(Exercise description): Your reply should be the complete data, reproduced exactly.

Dataset excerpts START

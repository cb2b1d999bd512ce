use serde::Serialize;

use crate::content::ContentProfile;
use crate::metrics::BasicMetrics;
use crate::style::StyleProfile;

#[derive(Debug, Clone, Copy, PartialEq, Eq, Serialize)]
#[serde(rename_all = "snake_case")]
pub enum RecommendationType {
    Length,
    Style,
    Objectivity,
    Data,
    Sources,
    Structure,
    Readability,
    General,
}

#[derive(Debug, Clone, Copy, PartialEq, Eq, Serialize)]
#[serde(rename_all = "snake_case")]
pub enum Priority {
    High,
    Medium,
    Info,
}

#[derive(Debug, Clone, PartialEq, Eq, Serialize)]
pub struct Recommendation {
    #[serde(rename = "type")]
    pub kind: RecommendationType,
    pub priority: Priority,
    pub issue: String,
    pub suggestion: String,
}

/// Everything a rule may look at.
#[derive(Debug, Clone, Copy)]
pub struct Signals<'a> {
    pub basic: &'a BasicMetrics,
    pub style: &'a StyleProfile,
    pub content: &'a ContentProfile,
}

pub struct Rule {
    pub kind: RecommendationType,
    pub priority: Priority,
    pub issue: &'static str,
    pub suggestion: &'static str,
    pub fires: fn(&Signals) -> bool,
}

impl Rule {
    fn recommendation(&self) -> Recommendation {
        Recommendation {
            kind: self.kind,
            priority: self.priority,
            issue: self.issue.to_string(),
            suggestion: self.suggestion.to_string(),
        }
    }
}

// ---------------------------------------------------------------------------
// Rule table
// ---------------------------------------------------------------------------

pub const MIN_WORDS: usize = 100;
pub const MAX_WORDS: usize = 600;
pub const MIN_JOURNALIST_SCORE: usize = 3;
pub const MIN_OBJECTIVITY: u32 = 80;
pub const MIN_PARAGRAPHS: usize = 3;
pub const MAX_AVG_SENTENCE_LENGTH: f64 = 25.0;

/// Evaluated top to bottom; output order follows this table.
pub static RULES: &[Rule] = &[
    Rule {
        kind: RecommendationType::Length,
        priority: Priority::High,
        issue: "script is too short",
        suggestion: "Add more detail and background. A solid broadcast script runs 200-500 words.",
        fires: |s| s.basic.word_count < MIN_WORDS,
    },
    Rule {
        kind: RecommendationType::Length,
        priority: Priority::Medium,
        issue: "script is too long and may lose the audience",
        suggestion: "Cut down to the main points, or split the material into two separate reports.",
        fires: |s| s.basic.word_count > MAX_WORDS,
    },
    Rule {
        kind: RecommendationType::Style,
        priority: Priority::High,
        issue: "style is not journalistic enough",
        suggestion: "Use newsroom phrasing such as \"according to sources\" or \"reports indicate\", and drop personal pronouns.",
        fires: |s| s.style.journalist_score < MIN_JOURNALIST_SCORE,
    },
    Rule {
        kind: RecommendationType::Objectivity,
        priority: Priority::High,
        issue: "script contains personal opinion",
        suggestion: "Keep a neutral voice. Replace opinions with documented facts and figures.",
        fires: |s| s.style.objectivity < MIN_OBJECTIVITY,
    },
    Rule {
        kind: RecommendationType::Data,
        priority: Priority::Medium,
        issue: "no figures or statistics",
        suggestion: "Support the story with numbers: visitor counts, costs, area, specific dates.",
        fires: |s| !s.style.uses_data,
    },
    Rule {
        kind: RecommendationType::Sources,
        priority: Priority::High,
        issue: "no sources cited",
        suggestion: "Name where the information comes from, e.g. \"according to a UNESCO report\".",
        fires: |s| !s.content.mentions_sources,
    },
    Rule {
        kind: RecommendationType::Structure,
        priority: Priority::Medium,
        issue: "script is not organized into paragraphs",
        suggestion: "Split into clear paragraphs: an introduction, two or three body paragraphs, and a conclusion.",
        fires: |s| s.basic.paragraph_count < MIN_PARAGRAPHS,
    },
    Rule {
        kind: RecommendationType::Readability,
        priority: Priority::Medium,
        issue: "sentences are too long",
        suggestion: "Shorten sentences so they read aloud easily. Aim for 15-20 words.",
        fires: |s| s.basic.avg_sentence_length > MAX_AVG_SENTENCE_LENGTH,
    },
];

static NO_ISSUES: Rule = Rule {
    kind: RecommendationType::General,
    priority: Priority::Info,
    issue: "no major issues",
    suggestion: "The script is professional and well built. Keep it up.",
    fires: |_| true,
};

pub fn recommend(signals: &Signals) -> Vec<Recommendation> {
    let mut out: Vec<Recommendation> = RULES
        .iter()
        .filter(|rule| (rule.fires)(signals))
        .map(Rule::recommendation)
        .collect();

    if out.is_empty() {
        out.push(NO_ISSUES.recommendation());
    }
    out
}

#[cfg(test)]
mod tests {
    use super::*;
    use crate::{content, metrics, style};

    fn run(text: &str) -> Vec<Recommendation> {
        let basic = metrics::compute(text);
        let style = style::classify(text);
        let content = content::analyze(text);
        recommend(&Signals {
            basic: &basic,
            style: &style,
            content: &content,
        })
    }

    fn kinds(recs: &[Recommendation]) -> Vec<RecommendationType> {
        recs.iter().map(|r| r.kind).collect()
    }

    #[test]
    fn each_rule_fires_in_isolation() {
        let basic = metrics::compute("");
        let style = style::classify("");
        let content = content::analyze("");
        let signals = Signals {
            basic: &basic,
            style: &style,
            content: &content,
        };
        let fired: Vec<bool> = RULES.iter().map(|r| (r.fires)(&signals)).collect();
        assert_eq!(
            fired,
            vec![true, false, true, false, true, true, true, false]
        );
    }

    #[test]
    fn long_sentences_rule() {
        let sentence = vec!["كلمة"; 30].join(" ");
        let recs = run(&format!("{sentence}."));
        assert!(kinds(&recs).contains(&RecommendationType::Readability));
    }

    #[test]
    fn opinion_rule_uses_threshold() {
        let recs = run("أنا نحن أعتقد");
        assert!(kinds(&recs).contains(&RecommendationType::Objectivity));
        let recs = run("أنا نحن");
        assert!(!kinds(&recs).contains(&RecommendationType::Objectivity));
    }

    #[test]
    fn too_long_rule() {
        let text = vec!["كلمة"; 601].join(" ");
        let recs = run(&text);
        assert_eq!(recs[0].kind, RecommendationType::Length);
        assert_eq!(recs[0].priority, Priority::Medium);
    }
}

Dataset excerpts END

(Output below):
repository cb2b1d999bd512ce
use serde::Serialize;

use crate::content::ContentProfile;
use crate::metrics::BasicMetrics;
use crate::style::StyleProfile;

#[derive(Debug, Clone, Copy, PartialEq, Eq, Serialize)]
#[serde(rename_all = "snake_case")]
pub enum RecommendationType {
    Length,
    Style,
    Objectivity,
    Data,
    Sources,
    Structure,
    Readability,
    General,
}

#[derive(Debug, Clone, Copy, PartialEq, Eq, Serialize)]
#[serde(rename_all = "snake_case")]
pub enum Priority {
    High,
    Medium,
    Info,
}

#[derive(Debug, Clone, PartialEq, Eq, Serialize)]
pub struct Recommendation {
    #[serde(rename = "type")]
    pub kind: RecommendationType,
    pub priority: Priority,
    pub issue: String,
    pub suggestion: String,
}

/// Everything a rule may look at.
#[derive(Debug, Clone, Copy)]
pub struct Signals<'a> {
    pub basic: &'a BasicMetrics,
    pub style: &'a StyleProfile,
    pub content: &'a ContentProfile,
}

pub struct Rule {
    pub kind: RecommendationType,
    pub priority: Priority,
    pub issue: &'static str,
    pub suggestion: &'static str,
    pub fires: fn(&Signals) -> bool,
}

impl Rule {
    fn recommendation(&self) -> Recommendation {
        Recommendation {
            kind: self.kind,
            priority: self.priority,
            issue: self.issue.to_string(),
            suggestion: self.suggestion.to_string(),
        }
    }
}

// ---------------------------------------------------------------------------
// Rule table
// ---------------------------------------------------------------------------

pub const MIN_WORDS: usize = 100;
pub const MAX_WORDS: usize = 600;
pub const MIN_JOURNALIST_SCORE: usize = 3;
pub const MIN_OBJECTIVITY: u32 = 80;
pub const MIN_PARAGRAPHS: usize = 3;
pub const MAX_AVG_SENTENCE_LENGTH: f64 = 25.0;

/// Evaluated top to bottom; output order follows this table.
pub static RULES: &[Rule] = &[
    Rule {
        kind: RecommendationType::Length,
        priority: Priority::High,
        issue: "script is too short",
        suggestion: "Add more detail and background. A solid broadcast script runs 200-500 words.",
        fires: |s| s.basic.word_count < MIN_WORDS,
    },
    Rule {
        kind: RecommendationType::Length,
        priority: Priority::Medium,
        issue: "script is too long and may lose the audience",
        suggestion: "Cut down to the main points, or split the material into two separate reports.",
        fires: |s| s.basic.word_count > MAX_WORDS,
    },
    Rule {
        kind: RecommendationType::Style,
        priority: Priority::High,
        issue: "style is not journalistic enough",
        suggestion: "Use newsroom phrasing such as \"according to sources\" or \"reports indicate\", and drop personal pronouns.",
        fires: |s| s.style.journalist_score < MIN_JOURNALIST_SCORE,
    },
    Rule {
        kind: RecommendationType::Objectivity,
        priority: Priority::High,
        issue: "script contains personal opinion",
        suggestion: "Keep a neutral voice. Replace opinions with documented facts and figures.",
        fires: |s| s.style.objectivity < MIN_OBJECTIVITY,
    },
    Rule {
        kind: RecommendationType::Data,
        priority: Priority::Medium,
        issue: "no figures or statistics",
        suggestion: "Support the story with numbers: visitor counts, costs, area, specific dates.",
        fires: |s| !s.style.uses_data,
    },
    Rule {
        kind: RecommendationType::Sources,
        priority: Priority::High,
        issue: "no sources cited",
        suggestion: "Name where the information comes from, e.g. \"according to a UNESCO report\".",
        fires: |s| !s.content.mentions_sources,
    },
    Rule {
        kind: RecommendationType::Structure,
        priority: Priority::Medium,
        issue: "script is not organized into paragraphs",
        suggestion: "Split into clear paragraphs: an introduction, two or three body paragraphs, and a conclusion.",
        fires: |s| s.basic.paragraph_count < MIN_PARAGRAPHS,
    },
    Rule {
        kind: RecommendationType::Readability,
        priority: Priority::Medium,
        issue: "sentences are too long",
        suggestion: "Shorten sentences so they read aloud easily. Aim for 15-20 words.",
        fires: |s| s.basic.avg_sentence_length > MAX_AVG_SENTENCE_LENGTH,
    },
];

static NO_ISSUES: Rule = Rule {
    kind: RecommendationType::General,
    priority: Priority::Info,
    issue: "no major issues",
    suggestion: "The script is professional and well built. Keep it up.",
    fires: |_| true,
};

pub fn recommend(signals: &Signals) -> Vec<Recommendation> {
    let mut out: Vec<Recommendation> = RULES
        .iter()
        .filter(|rule| (rule.fires)(signals))
        .map(Rule::recommendation)
        .collect();

    if out.is_empty() {
        out.push(NO_ISSUES.recommendation());
    }
    out
}

#[cfg(test)]
mod tests {
    use super::*;
    use crate::{content, metrics, style};

    fn run(text: &str) -> Vec<Recommendation> {
        let basic = metrics::compute(text);
        let style = style::classify(text);
        let content = content::analyze(text);
        recommend(&Signals {
            basic: &basic,
            style: &style,
            content: &content,
        })
    }

    fn kinds(recs: &[Recommendation]) -> Vec<RecommendationType> {
        recs.iter().map(|r| r.kind).collect()
    }

    #[test]
    fn each_rule_fires_in_isolation() {
        let basic = metrics::compute("");
        let style = style::classify("");
        let content = content::analyze("");
        let signals = Signals {
            basic: &basic,
            style: &style,
            content: &content,
        };
        let fired: Vec<bool> = RULES.iter().map(|r| (r.fires)(&signals)).collect();
        assert_eq!(
            fired,
            vec![true, false, true, false, true, true, true, false]
        );
    }

    #[test]
    fn long_sentences_rule() {
        let sentence = vec!["كلمة"; 30].join(" ");
        let recs = run(&format!("{sentence}."));
        assert!(kinds(&recs).contains(&RecommendationType::Readability));
    }

    #[test]
    fn opinion_rule_uses_threshold() {
        let recs = run("أنا نحن أعتقد");
        assert!(kinds(&recs).contains(&RecommendationType::Objectivity));
        let recs = run("أنا نحن");
        assert!(!kinds(&recs).contains(&RecommendationType::Objectivity));
    }

    #[test]
    fn too_long_rule() {
        let text = vec!["كلمة"; 601].join(" ");
        let recs = run(&text);
        assert_eq!(recs[0].kind, RecommendationType::Length);
        assert_eq!(recs[0].priority, Priority::Medium);
    }
}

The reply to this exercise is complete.